Phone Number Format

Copper Contributor

Hello! I am new to the forum but have been an Excel user for many years. On previous versions it was so easy to format all phone numbers by selecting the cells and changing the format to "Special" and "Phone Number". This gave me the desired outcome of  (###) ###-####

Now, it doesn't change them at all. The numbers that start in that format stay that way but the ones in the international format do not change to US (or what I assume is the US format, shown above). Please help!
Currently, if the number is originally in international format, it does not give me the option under "Special" to change it. For example, cells that are as follows: "+1 8129450000 ext:" then when I select Format and Special, this is what I see under Phone Number. If it is in the US format, that is what it shows under Special and Phone Number.
Thank you in advance for your help!

4 Replies

@vasthoagies 

The phone number formatting you're talking about is a "number format". It applies to numbers only. Another thing to note about number formats is that they only change the appearance of the value of the cell; they don't actually change the underlying number. For example, when you type in 1234567890 in a cell and then format the number as a phone number, Excel displays that cell as a phone number while the underlying number, 1234567890, remains unchanged.
When you enter something non-numeric in a cell, such as a space, the whole cell's content becomes a text. So in your examples, the value (###) ###-#### is actually a text string (unless it is a "number" being displayed with a custom number format, of course). So when you try to apply a number format on it, it doesn't apply.
Same with your second example: "+1 8129450000 ext:". The cell contains non-numeric characters like space and ext etc. in the cell which makes it a text string. So number formats don't apply in this case either.
If you want to display a cell in the phone number format, i suggest you enter the number only and then set the custom number format to that of "Phone number".

If you want to display in the International format, I suggest you enter the calling codes in one column and the phone number in another. Then you can use the CONCATENATE function to join the text strings.
Hope that was easy to follow and understand.

Hello @vasthoagies,

 

Just so I am understanding correctly, per your example, you would like a cell containing "+1 XXXXXXXXXX ext:" to be formatted as "+1 (XXX)-XXX-XXXX ext"?

 

Are all cells formatted this way? Are some formatted as simply "XXXXXXXXXX"?

@PReagan  Yes, that is what I am trying to accomplish. Some are in that format already, others are the international format. Thanks.

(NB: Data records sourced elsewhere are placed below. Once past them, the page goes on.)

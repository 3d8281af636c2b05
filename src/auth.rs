//! Caller identity.
//!
//! The front proxy authenticates the caller and forwards the identity in a
//! request header (`X-AuthUser` by default), usually as `user@realm`. Only the
//! part before the first `@` is used.

use std::collections::HashSet;

/// The resolved caller of one request.
#[derive(Debug, Clone, PartialEq, Eq)]
pub struct Principal {
    pub user: String,
    pub is_admin: bool,
}

impl Principal {
    /// Resolves a forwarded identity. A missing header should be passed as
    /// `""`, which yields an anonymous, non-admin principal that matches no
    /// user data.
    pub fn resolve(identity: &str, admins: &HashSet<String>) -> Self {
        let user = identity
            .split_once('@')
            .map_or(identity, |(user, _)| user)
            .to_string();
        let is_admin = !user.is_empty() && admins.contains(&user);
        Self { user, is_admin }
    }

    /// Whether this principal may see `other`'s data.
    /// No identity header, or one with nothing before the `@`.
    pub fn is_anonymous(&self) -> bool {
        self.user.is_empty()
    }

    pub fn can_view(&self, other: &str) -> bool {
        self.is_admin || (!self.is_anonymous() && self.user == other)
    }
}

@Takmil  Thank you for the response! Yes, all of the cells have symbols to make them text, which is fine for my purposes. I am making a list of contacts to print (monthly, it is our client birthday list) so as far as that goes, it does not matter to me if they are text or numbers, as long as they are uniform and easy to read. As I said, in our previous version of Excel, I was able to do this easily but I guess the updated version wants to assign "phone number" to whatever is already in each cell.